Narges Mohammadi considera que o uso obrigatório do hijab é "uma política governamental vergonhosa" e assegura que as mulheres do Irão não se vão "conformar".
"Acreditamos que o hijab obrigatório imposto pelo Governo não é uma obrigação religiosa nem uma tradição cultural, mas sim um meio de manter a autoridade e a submissão em toda a sociedade. A abolição do hijab obrigatório é equivalente à abolição de todas as raízes da tirania religiosa e à quebra das correntes da opressão autoritária", defende.
A ativista iraniana denuncia igualmente aquilo que considera ser uma "falta de atenção séria" por parte dos "Governos e das organizações internacionais" e lamenta que as suas "políticas e estratégias" tenham sido "ineficazes para capacitar verdadeiramente o povo iraniano a atingir os seus objetivos".
"Os Governos ocidentais não devem adiar a democracia e os direitos humanos adotando estratégias centradas na continuação do regime da República Islâmica.
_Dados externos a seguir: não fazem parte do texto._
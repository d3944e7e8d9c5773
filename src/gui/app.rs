//! Dashboard Main Application
//! Main window with control panel and report view.

use crate::config::DashboardConfig;
use crate::data::{compute_report, Dataset, RawTables, ReportData, YearRange};
use crate::gui::control_panel::SourceStatus;
use crate::gui::{ControlPanel, ControlPanelAction, ReportView};
use egui::SidePanel;

/// Main application window.
pub struct DashboardApp {
    config: DashboardConfig,
    dataset: Dataset,
    report: ReportData,
    control_panel: ControlPanel,
    report_view: ReportView,
}

impl DashboardApp {
    pub fn new(cc: &eframe::CreationContext<'_>, config: DashboardConfig) -> Self {
        configure_style(&cc.egui_ctx);

        // Both inputs are read and typed once; only the year selection changes afterwards.
        let tables = RawTables::load(&config);
        let dataset = Dataset::from_tables(&tables);
        let report = compute_report(&dataset, None, config.top_n);

        let mut control_panel = ControlPanel::new();
        control_panel.sources = vec![
            SourceStatus::from_load(&config.orders_file, &tables.orders),
            SourceStatus::from_load(&config.reviews_file, &tables.reviews),
        ];
        control_panel.set_bounds(report.year_bounds);

        let mut app = Self {
            config,
            dataset,
            report,
            control_panel,
            report_view: ReportView::new(),
        };
        app.refresh_view();
        app
    }

    /// Recompute the report for the current selection.
    fn handle_range_changed(&mut self) {
        let selected = self.control_panel.selected_range();
        log::info!(
            "Year range changed to {}",
            selected.map(|r| r.to_string()).unwrap_or_default()
        );

        self.report = compute_report(&self.dataset, selected, self.config.top_n);
        self.refresh_view();
    }

    /// Copy both sections' tables to the clipboard as JSON.
    fn handle_copy_report(&mut self, ctx: &egui::Context) {
        match self.report.tables_json() {
            Ok(json) => {
                ctx.copy_text(json);
                self.control_panel.set_status("Report copied to clipboard");
            }
            Err(e) => {
                log::warn!("Could not serialise report: {}", e);
                self.control_panel
                    .set_status(&format!("Error: could not copy report ({})", e));
            }
        }
    }

    fn refresh_view(&mut self) {
        self.report_view.set_report(&self.report);
        self.control_panel
            .set_status(&status_line(&self.report, self.control_panel.selected_range()));
    }
}

impl eframe::App for DashboardApp {
    fn update(&mut self, ctx: &egui::Context, _frame: &mut eframe::Frame) {
        // Left panel - Control Panel
        SidePanel::left("control_panel")
            .min_width(260.0)
            .max_width(320.0)
            .show(ctx, |ui| {
                egui::ScrollArea::vertical().show(ui, |ui| {
                    match self.control_panel.show(ui) {
                        ControlPanelAction::RangeChanged => self.handle_range_changed(),
                        ControlPanelAction::CopyReport => self.handle_copy_report(ctx),
                        ControlPanelAction::None => {}
                    }
                });
            });

        // Central panel - Report
        egui::CentralPanel::default().show(ctx, |ui| {
            self.report_view.show(ui, &self.report);
        });
    }
}

/// One-time look of the whole app: dark visuals and roomier spacing.
fn configure_style(ctx: &egui::Context) {
    ctx.set_visuals(egui::Visuals::dark());
    ctx.style_mut(|style| {
        style.spacing.item_spacing = egui::vec2(8.0, 6.0);
        style.spacing.slider_width = 160.0;
    });
}

fn status_line(report: &ReportData, selected: Option<YearRange>) -> String {
    let failed = [report.sales.is_err(), report.ratings.is_err()]
        .iter()
        .filter(|f| **f)
        .count();

    match (failed, selected) {
        (0, Some(range)) => format!("Showing {}", range),
        (0, None) => "Ready".to_string(),
        (n, _) => format!("Error: {} of 2 sections stopped", n),
    }
}
//! Chart Plotter Module
//! Creates the best-seller bar chart and the rating scatter plot using egui_plot.

use crate::data::{CategorySales, Provenance, RatingsReport};
use egui::{Color32, RichText};
use egui_plot::{Bar, BarChart, Corner, GridMark, Legend, Plot, PlotPoints, Points};

/// Sky blue bars for the best sellers
pub const BAR_COLOR: Color32 = Color32::from_rgb(135, 206, 235);
/// Highest rated points
pub const TOP_COLOR: Color32 = Color32::from_rgb(0, 128, 0);
/// Lowest rated points
pub const LOWEST_COLOR: Color32 = Color32::from_rgb(255, 0, 0);

const CHART_HEIGHT: f32 = 380.0;
const BAR_WIDTH: f64 = 0.7;
const POINT_RADIUS: f32 = 6.0;

/// One horizontal bar: its position on the category axis and its length.
#[derive(Debug, Clone, PartialEq)]
pub struct BarSpec {
    pub position: f64,
    pub value: f64,
    pub label: String,
}

/// Points of one provenance group, x being the category index.
#[derive(Debug, Clone, PartialEq)]
pub struct ScatterSeries {
    pub provenance: Provenance,
    pub points: Vec<[f64; 2]>,
}

/// Creates the dashboard charts using egui_plot.
pub struct ChartPlotter;

impl ChartPlotter {
    /// Get color for a provenance group.
    pub fn get_provenance_color(provenance: Provenance) -> Color32 {
        match provenance {
            Provenance::Top10 => TOP_COLOR,
            Provenance::Lowest10 => LOWEST_COLOR,
        }
    }

    /// Lay out bars so the first (largest) category sits at the top.
    pub fn bar_layout(sales: &[CategorySales]) -> Vec<BarSpec> {
        let n = sales.len();
        sales
            .iter()
            .enumerate()
            .map(|(i, s)| BarSpec {
                position: (n - 1 - i) as f64,
                value: s.order_count as f64,
                label: s.product_category_name.clone(),
            })
            .collect()
    }

    /// Category labels in order of first appearance, top rows first.
    pub fn scatter_categories(ratings: &RatingsReport) -> Vec<String> {
        let mut labels: Vec<String> = Vec::new();
        for row in ratings.combined() {
            if !labels.contains(&row.product_category_name_english) {
                labels.push(row.product_category_name_english.clone());
            }
        }
        labels
    }

    /// Split ranked rows into one point series per provenance.
    ///
    /// Rows without a score have no y value and are left out.
    pub fn scatter_series(ratings: &RatingsReport) -> Vec<ScatterSeries> {
        let labels = Self::scatter_categories(ratings);
        let index_of = |name: &str| labels.iter().position(|l| l == name).unwrap_or(0) as f64;

        [
            (Provenance::Top10, &ratings.top),
            (Provenance::Lowest10, &ratings.lowest),
        ]
        .into_iter()
        .map(|(provenance, rows)| ScatterSeries {
            provenance,
            points: rows
                .iter()
                .filter_map(|r| {
                    r.review_score
                        .map(|score| [index_of(&r.product_category_name_english), score])
                })
                .collect(),
        })
        .collect()
    }

    /// Draw the best-seller horizontal bar chart.
    /// X-axis: distinct orders, Y-axis: categories (largest on top)
    pub fn draw_sales_bar_chart(ui: &mut egui::Ui, sales: &[CategorySales]) {
        ui.vertical_centered(|ui| {
            ui.label(RichText::new("Top 10 Best Selling Products").size(20.0).strong());
        });

        let bars = Self::bar_layout(sales);
        let mut y_labels: Vec<String> = vec![String::new(); bars.len()];
        for bar in &bars {
            y_labels[bar.position as usize] = bar.label.clone();
        }
        let n = y_labels.len();

        Plot::new("best_selling_bar_chart")
            .height(CHART_HEIGHT)
            .allow_scroll(false)
            .allow_zoom(false)
            .allow_drag(false)
            .x_axis_label("Total Sales")
            .y_axis_label("Product Category Name")
            .include_x(0.0)
            .y_grid_spacer(move |_input| category_marks(n))
            .y_axis_formatter(move |mark, _range| category_label(&y_labels, mark.value))
            .show(ui, |plot_ui| {
                let elems: Vec<Bar> = bars
                    .iter()
                    .map(|b| {
                        Bar::new(b.position, b.value)
                            .width(BAR_WIDTH)
                            .name(&b.label)
                            .fill(BAR_COLOR)
                    })
                    .collect();

                plot_ui.bar_chart(
                    BarChart::new(elems)
                        .horizontal()
                        .color(BAR_COLOR)
                        .name("Distinct orders"),
                );
            });
    }

    /// Draw the rating scatter plot.
    /// X-axis: categories, Y-axis: review score, colored by provenance
    pub fn draw_rating_scatter(ui: &mut egui::Ui, ratings: &RatingsReport) {
        ui.vertical_centered(|ui| {
            ui.label(
                RichText::new("Scatter Plot: Products with Highest & Lowest Reviews")
                    .size(14.0)
                    .strong(),
            );
        });

        let x_labels = Self::scatter_categories(ratings);
        let hover_labels = x_labels.clone();
        let n = x_labels.len();
        let series = Self::scatter_series(ratings);

        ui.with_layout(egui::Layout::right_to_left(egui::Align::Min), |ui| {
            ui.label(RichText::new("Category").size(12.0).strong());
        });

        Plot::new("rating_scatter_plot")
            .height(CHART_HEIGHT)
            .allow_scroll(false)
            .x_axis_label("Product Category")
            .y_axis_label("Review Score")
            .legend(Legend::default().position(Corner::RightTop))
            .include_x(-0.5)
            .include_x(n as f64 - 0.5)
            .x_grid_spacer(move |_input| category_marks(n))
            .x_axis_formatter(move |mark, _range| category_label(&x_labels, mark.value))
            .label_formatter(move |name, value| {
                let category = category_label(&hover_labels, value.x);
                if name.is_empty() || category.is_empty() {
                    String::new()
                } else {
                    format!("{}\n{}\nscore: {:.2}", name, category, value.y)
                }
            })
            .show(ui, |plot_ui| {
                for s in series {
                    let color = Self::get_provenance_color(s.provenance);
                    plot_ui.points(
                        Points::new(PlotPoints::from(s.points))
                            .radius(POINT_RADIUS)
                            .color(color)
                            .name(s.provenance.label()),
                    );
                }
            });
    }
}

/// One grid mark per category index.
fn category_marks(n: usize) -> Vec<GridMark> {
    (0..n)
        .map(|i| GridMark {
            value: i as f64,
            step_size: 1.0,
        })
        .collect()
}

/// Label for an axis value, empty unless it lands on a category index.
fn category_label(labels: &[String], value: f64) -> String {
    let idx = value.round();
    if (value - idx).abs() > 1e-6 || idx < 0.0 {
        return String::new();
    }
    labels.get(idx as usize).cloned().unwrap_or_default()
}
Espera-se que a sociedade civil mundial dê um apoio mais tangível aos esforços do povo iraniano em prol da transição democrática e da luta não violenta para alcançar a paz, a democracia e os direitos humanos sem mais demoras", apela, recorrendo à voz do filho, que leu a segunda parte do seu discurso.
A líder do Comité Nobel sublinha igualmente que o prémio foi atribuído a Narges Mohammadi pela sua "batalha longa e corajosa contra a opressão das mulheres no Irão e luta pela liberdade e igualdade".
Impedida de estar a cerimónia, a líder conta o pedido feito por Mohammadi, que apesar de estar presa, assegura não estar "silenciada": "Pediu-nos para usar esta fotografia em particular: feliz, com roupas coloridas, de cabelo solto e com um olhar cativante e sorridente."
O "único crime" da ativista, que viu a sua carreira como física e engenheira ser impedida pelo simples facto de ser mulher, é "levantar a voz pelos direitos humanos e advogar contra a pena de morte", acrescentou.
O Comité Nobel destaca igualmente que, através do seu trabalho, Mohammadi "contribuiu para o avanço da fraternidade das pessoas no Irão" e lembrou que quando a avista soube que tinha sido a escolhida contou que o houve um nome que lhe veio à cabeça: "O nome de Mahsa Amini emergiu das profundezas do meu ser."
A ativista acabou por dedicar o prémio à jovem que foi morta à mercê da chamada polícia de costumes do Irão, por terem considerado que usava o hijab de forma desadequada.
Várias vezes detida e condenada nas últimas décadas, Mohammadi é um dos principais rostos da revolta "Mulheres, Vida, Liberdade" no Irão.
O movimento, em que as mulheres tiraram o véu, cortaram o cabelo e se manifestaram nas ruas, foi desencadeado pela morte, em 2022, da jovem curda iraniana Mahsa Amini.
Narges tem 51 anos e passou a maior parte das últimas duas décadas na prisão e lá continua. Esta sexta-feira, dia internacional dos direitos humanos, está de novo em greve de fome.
Mohammadi, que fez campanha contra o uso obrigatório do hijab e a pena de morte no Irão, vai entrar em greve de fome "em solidariedade" com a minoria religiosa Baha'i, avançaram o seu irmão e marido numa conferência de imprensa na capital norueguesa, na véspera da cerimónia de entrega do Prémio Nobel.
A ativista, que sofreu um ataque cardíaco em 2022, cumpriu em novembro uma greve de fome contra a falta de cuidados médicos na prisão e o uso obrigatório do véu islâmico, depois de ter sido recusada a ir a um hospital para fazer uma consulta, porque se recusou a usar o hijab.
O Governo iraniano considerou a atribuição do prémio à ativista como "um ato político" e uma medida de "pressão" do Ocidente.
A jornalista e ativista não vê os filhos, que estão em Paris, há oito anos e passou longos períodos em confinamento solitário.